Fix $N$ and consider now a discrete version of this martingale, i.e., the process $(M _{n/N})_{0\le n\le N}$. Then the quadratic variation of this disrete martingale is $$ [M^N]=\sum_{k=0}^{N-1} (M_{\frac{k+1}{N}}-M_{\frac{k}{N}})^2 $$ and its predictable quadratic variation (i.e., a unique increasing predictable process starting at zero such that $M^2 − \langle M\rangle $ is a martingale) is given by $$ \langle M^N\rangle=\sum_{k=0}^{N-1} E\bigl((M_{\frac{k+1}{N}}-M_{\frac{k}{N}})^2|\mathcal{F}_{\frac{k}{N}}\bigr). $$
Clearly, as $N\to\infty$ we have $$[M^N]\to [M].$$ My question is, is it also true that $$\langle M^N\rangle\to \langle M\rangle?$$
For example, for a Brownian motion $W$ we have $[W]_t=\langle W\rangle_t=t$ (because $W_t^2-t$ is a martingale).
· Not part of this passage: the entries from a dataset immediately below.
//! Configuration structures
//!
//! Every section has serde defaults so a config file only needs to name the
//! values it changes. The OAuth client credentials have no sensible default
//! and are validated by the loader.

use serde::{Deserialize, Serialize};

use crate::constants::{
    DEFAULT_CALENDAR_API_BASE, DEFAULT_MESSAGING_API_BASE, DEFAULT_SERVICE_ACCOUNT_PATH,
    DEFAULT_TOKEN_ENDPOINT, DEFAULT_UTC_OFFSET, REPRESENTATIVE_AVATAR_URL,
    REPRESENTATIVE_DISPLAY_NAME,
};

/// Application configuration
#[derive(Debug, Clone, Default, PartialEq, Eq, Serialize, Deserialize)]
#[serde(default)]
pub struct Config {
    pub server: ServerConfig,
    pub database: DatabaseConfig,
    pub oauth: OAuthClientConfig,
    pub calendar: CalendarConfig,
    pub messaging: MessagingConfig,
    pub http: HttpConfig,
    pub logging: LoggingConfig,
}

/// Webhook server settings
#[derive(Debug, Clone, PartialEq, Eq, Serialize, Deserialize)]
#[serde(default)]
pub struct ServerConfig {
    pub bind_addr: String,
}

impl Default for ServerConfig {
    fn default() -> Self {
        Self { bind_addr: "0.0.0.0:8080".to_string() }
    }
}

/// SQLite settings
#[derive(Debug, Clone, PartialEq, Eq, Serialize, Deserialize)]
#[serde(default)]
pub struct DatabaseConfig {
    pub path: String,
    pub pool_size: u32,
}

impl Default for DatabaseConfig {
    fn default() -> Self {
        Self { path: "daybrief.db".to_string(), pool_size: 4 }
    }
}

/// OAuth client used for the user sign-in (PKCE) flow
#[derive(Clone, PartialEq, Eq, Serialize, Deserialize)]
#[serde(default)]
pub struct OAuthClientConfig {
    pub client_id: String,
    pub client_secret: String,
    pub token_endpoint: String,
}

impl Default for OAuthClientConfig {
    fn default() -> Self {
        Self {
            client_id: String::new(),
            client_secret: String::new(),
            token_endpoint: DEFAULT_TOKEN_ENDPOINT.to_string(),
        }
    }
}

impl OAuthClientConfig {
    /// Both client credentials are set.
    pub fn is_complete(&self) -> bool {
        !self.client_id.is_empty() && !self.client_secret.is_empty()
    }
}

impl std::fmt::Debug for OAuthClientConfig {
    fn fmt(&self, f: &mut std::fmt::Formatter<'_>) -> std::fmt::Result {
        f.debug_struct("OAuthClientConfig")
            .field("client_id", &self.client_id)
            .field("client_secret", &"[REDACTED]")
            .field("token_endpoint", &self.token_endpoint)
            .finish()
    }
}

/// Calendar API settings
#[derive(Debug, Clone, PartialEq, Eq, Serialize, Deserialize)]
#[serde(default)]
pub struct CalendarConfig {
    pub api_base: String,
    /// Fixed UTC offset appended to the day window bounds, e.g. `-07:00`.
    pub utc_offset: String,
}

impl Default for CalendarConfig {
    fn default() -> Self {
        Self {
            api_base: DEFAULT_CALENDAR_API_BASE.to_string(),
            utc_offset: DEFAULT_UTC_OFFSET.to_string(),
        }
    }
}

/// Business Messages settings
#[derive(Debug, Clone, PartialEq, Eq, Serialize, Deserialize)]
#[serde(default)]
pub struct MessagingConfig {
    pub api_base: String,
    pub service_account_path: String,
    pub representative_name: String,
    pub avatar_image: String,
}

impl Default for MessagingConfig {
    fn default() -> Self {
        Self {
            api_base: DEFAULT_MESSAGING_API_BASE.to_string(),
            service_account_path: DEFAULT_SERVICE_ACCOUNT_PATH.to_string(),
            representative_name: REPRESENTATIVE_DISPLAY_NAME.to_string(),
            avatar_image: REPRESENTATIVE_AVATAR_URL.to_string(),
        }
    }
}

/// Outbound HTTP settings
#[derive(Debug, Clone, PartialEq, Eq, Serialize, Deserialize)]
#[serde(default)]
pub struct HttpConfig {
    pub timeout_secs: u64,
    pub max_attempts: u32,
}

impl Default for HttpConfig {
    fn default() -> Self {
        Self { timeout_secs: 30, max_attempts: 1 }
    }
}

/// Log output format
#[derive(Debug, Clone, Copy, Default, PartialEq, Eq, Serialize, Deserialize)]
#[serde(rename_all = "lowercase")]
pub enum LogFormat {
    #[default]
    Pretty,
    Json,
}

crate::impl_domain_status_conversions!(LogFormat {
    Pretty => "pretty",
    Json => "json",
});

/// Logging settings
#[derive(Debug, Clone, PartialEq, Eq, Serialize, Deserialize)]
#[serde(default)]
pub struct LoggingConfig {
    pub format: LogFormat,
    /// Filter used when `RUST_LOG` is unset.
    pub default_filter: String,
}

impl Default for LoggingConfig {
    fn default() -> Self {
        Self { format: LogFormat::Pretty, default_filter: "info".to_string() }
    }
}
//! Business Messages (agent-to-user messaging) adapter

pub mod auth;
pub mod gateway;
pub mod types;

pub use auth::{AccessTokenSource, ServiceAccountTokenSource, StaticTokenSource};
pub use gateway::BusinessMessagesGateway;
pub use types::Representative;
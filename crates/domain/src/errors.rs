//! Error types used throughout the application
//!
//! [`DaybriefError`] is the crate-wide error. The narrower enums describe the
//! failure modes of a single operation and convert into it, so adapters can
//! report precisely while the webhook handler only deals with one type.

use serde::{Deserialize, Serialize};
use thiserror::Error;

/// Main error type for Daybrief
#[derive(Error, Debug, Clone, PartialEq, Eq, Serialize, Deserialize)]
#[serde(tag = "type", content = "message")]
pub enum DaybriefError {
    #[error("Database error: {0}")]
    Database(String),

    #[error("Configuration error: {0}")]
    Config(String),

    #[error("Network error: {0}")]
    Network(String),

    #[error("Authentication error: {0}")]
    Auth(String),

    #[error("Not found: {0}")]
    NotFound(String),

    #[error("Invalid input: {0}")]
    InvalidInput(String),

    #[error("Messaging error: {0}")]
    Messaging(String),

    #[error("Internal error: {0}")]
    Internal(String),
}

/// Result type alias for Daybrief operations
pub type Result<T> = std::result::Result<T, DaybriefError>;

/// Failures while exchanging an authorization code for an access token.
#[derive(Error, Debug, Clone, PartialEq, Eq)]
pub enum TokenExchangeError {
    /// The token endpoint could not be reached.
    #[error("token request failed: {0}")]
    Request(String),

    /// The token endpoint answered with a non-success status.
    #[error("token endpoint returned {status}: {body}")]
    Endpoint { status: u16, body: String },

    /// The response body was not valid JSON.
    #[error("failed to parse token response: {0}")]
    Parse(String),

    /// The response parsed but carried no `access_token`.
    #[error("token response did not contain an access_token: {body}")]
    MissingAccessToken { body: String },
}

/// Failures while listing calendar events.
#[derive(Error, Debug, Clone, PartialEq, Eq)]
pub enum CalendarFetchError {
    #[error("calendar request failed: {0}")]
    Request(String),

    #[error("calendar API returned {status}: {body}")]
    Api { status: u16, body: String },

    #[error("failed to parse calendar response: {0}")]
    Parse(String),
}

/// Failures while delivering a message or typing event.
#[derive(Error, Debug, Clone, PartialEq, Eq)]
pub enum MessagingError {
    /// No service-account token could be obtained.
    #[error("messaging credentials unavailable: {0}")]
    Auth(String),

    #[error("messaging request failed: {0}")]
    Request(String),

    #[error("messaging API returned {status}: {body}")]
    Api { status: u16, body: String },
}

/// Reasons a single calendar event is skipped while building a summary.
#[derive(Error, Debug, Clone, PartialEq, Eq)]
pub enum EventClassificationError {
    #[error("event has no start dateTime")]
    MissingStart,

    #[error("event has no summary")]
    MissingSummary,
}

/// Failures while decoding an inbound webhook body.
#[derive(Error, Debug, Clone, PartialEq, Eq)]
pub enum WebhookError {
    #[error("webhook body is not valid JSON: {0}")]
    InvalidJson(String),

    #[error("webhook body has no conversationId")]
    MissingConversationId,
}

impl From<TokenExchangeError> for DaybriefError {
    fn from(err: TokenExchangeError) -> Self {
        match err {
            TokenExchangeError::Request(_) => Self::Network(err.to_string()),
            TokenExchangeError::Endpoint { .. } | TokenExchangeError::MissingAccessToken { .. } => {
                Self::Auth(err.to_string())
            }
            TokenExchangeError::Parse(_) => Self::InvalidInput(err.to_string()),
        }
    }
}

impl From<CalendarFetchError> for DaybriefError {
    fn from(err: CalendarFetchError) -> Self {
        match err {
            CalendarFetchError::Api { status: 401 | 403, .. } => Self::Auth(err.to_string()),
            CalendarFetchError::Request(_) | CalendarFetchError::Api { .. } => {
                Self::Network(err.to_string())
            }
            CalendarFetchError::Parse(_) => Self::InvalidInput(err.to_string()),
        }
    }
}

impl From<MessagingError> for DaybriefError {
    fn from(err: MessagingError) -> Self {
        Self::Messaging(err.to_string())
    }
}

impl From<WebhookError> for DaybriefError {
    fn from(err: WebhookError) -> Self {
        Self::InvalidInput(err.to_string())
    }
}
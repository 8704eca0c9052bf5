//! Configuration loader
//!
//! Loads application configuration from environment variables or files.
//!
//! ## Loading Strategy
//! 1. First, attempts to load from environment variables
//! 2. If the OAuth client credentials are not in the environment, falls back
//!    to loading from file
//! 3. Probes multiple paths for config files
//! 4. Supports JSON and TOML formats
//!
//! Either way the OAuth client id and secret must end up set.
//!
//! ## Environment Variables
//! - `OAUTH_CLIENT_ID`, `OAUTH_CLIENT_SECRET`: OAuth client (required)
//! - `DAYBRIEF_SERVICE_ACCOUNT_PATH`: Business Messages service-account key
//! - `DAYBRIEF_DB_PATH`, `DAYBRIEF_DB_POOL_SIZE`: SQLite file and pool size
//! - `DAYBRIEF_BIND_ADDR`: Webhook server address
//! - `DAYBRIEF_CALENDAR_UTC_OFFSET`: Offset of the day window, e.g. `-07:00`
//! - `DAYBRIEF_TOKEN_ENDPOINT`, `DAYBRIEF_CALENDAR_API_BASE`,
//!   `DAYBRIEF_MESSAGING_API_BASE`: Upstream endpoints
//! - `DAYBRIEF_HTTP_TIMEOUT_SECS`, `DAYBRIEF_HTTP_MAX_ATTEMPTS`: Outbound HTTP
//! - `DAYBRIEF_LOG_FORMAT`: `pretty` or `json`
//!
//! ## File Locations
//! The loader probes the following paths (in order):
//! 1. `./config.json` or `./config.toml` (current working directory)
//! 2. `./daybrief.json` or `./daybrief.toml` (current working directory)
//! 3. `../config.json` or `../config.toml` (parent directory)
//! 4. Relative to executable location

use std::path::{Path, PathBuf};
use std::str::FromStr;

use daybrief_domain::{Config, DaybriefError, LogFormat, Result};

/// Load configuration with automatic fallback strategy
///
/// # Errors
/// Returns `DaybriefError::Config` if neither source yields a complete
/// configuration.
pub fn load() -> Result<Config> {
    match load_from_env() {
        Ok(config) => {
            tracing::info!("config_loaded_from_env");
            Ok(config)
        }
        Err(e) => {
            tracing::debug!(error = %e, "config_env_incomplete");
            load_from_file(None)
        }
    }
}

/// Load configuration from environment variables
///
/// Only the OAuth client credentials are required; every other variable
/// overrides the built-in default when set.
///
/// # Errors
/// Returns `DaybriefError::Config` if required variables are missing or a
/// value cannot be parsed.
pub fn load_from_env() -> Result<Config> {
    let mut config = Config::default();
    config.oauth.client_id = env_var("OAUTH_CLIENT_ID")?;
    config.oauth.client_secret = env_var("OAUTH_CLIENT_SECRET")?;
    apply_env_overrides(&mut config)?;
    validate(config)
}

/// Load configuration from a file
///
/// If `path` is `None`, probes multiple locations for config files.
/// Environment overrides are applied on top of the file contents.
///
/// # Errors
/// Returns `DaybriefError::Config` if the file is missing or invalid, or the
/// OAuth client credentials are not set.
pub fn load_from_file(path: Option<PathBuf>) -> Result<Config> {
    let config_path = match path {
        Some(p) => {
            if !p.exists() {
                return Err(DaybriefError::Config(format!(
                    "Config file not found: {}",
                    p.display()
                )));
            }
            p
        }
        None => probe_config_paths().ok_or_else(|| {
            DaybriefError::Config(
                "OAUTH_CLIENT_ID/OAUTH_CLIENT_SECRET not set and no config file found".to_string(),
            )
        })?,
    };

    let mut config = read_config_file(&config_path)?;
    apply_env_overrides(&mut config)?;
    validate(config)
}

/// Load configuration for commands that never talk to Google
///
/// Uses the first probed config file if there is one, otherwise the
/// defaults, then applies environment overrides. The OAuth client
/// credentials may be missing.
///
/// # Errors
/// Returns `DaybriefError::Config` if a probed file is invalid or an
/// override cannot be parsed.
pub fn load_without_credentials() -> Result<Config> {
    let mut config = match probe_config_paths() {
        Some(path) => read_config_file(&path)?,
        None => Config::default(),
    };
    apply_env_overrides(&mut config)?;
    validate_settings(config)
}

fn read_config_file(path: &Path) -> Result<Config> {
    tracing::info!(path = %path.display(), "config_loaded_from_file");

    let contents = std::fs::read_to_string(path)
        .map_err(|e| DaybriefError::Config(format!("Failed to read config file: {e}")))?;
    parse_config(&contents, path)
}

/// Parse configuration from string content
///
/// Format is detected by file extension (`.json` or `.toml`).
fn parse_config(contents: &str, path: &Path) -> Result<Config> {
    let extension = path.extension().and_then(|e| e.to_str()).unwrap_or("json");

    match extension {
        "toml" => toml::from_str(contents)
            .map_err(|e| DaybriefError::Config(format!("Invalid TOML format: {e}"))),
        "json" => serde_json::from_str(contents)
            .map_err(|e| DaybriefError::Config(format!("Invalid JSON format: {e}"))),
        _ => Err(DaybriefError::Config(format!("Unsupported config format: {extension}"))),
    }
}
We also have
$$ \lim\sum_{k=0}^{N-1}(W_{\frac{k+1}{N}}-W_{\frac{k}{N}})^2=t. $$ and $$ \lim\sum_{k=0}^{N-1} E\bigl((W_{\frac{k+1}{N}}-W_{\frac{k}{N}})^2|\mathcal{F}_{\frac{k}{N}}\bigr)=\lim\sum_{k=0}^{n-1} \bigl(\frac{k+1}{N}-\frac{k}{N}\bigr)=t. $$
So the question is, is it true for any continuous martingale, or just for the Brownian motion?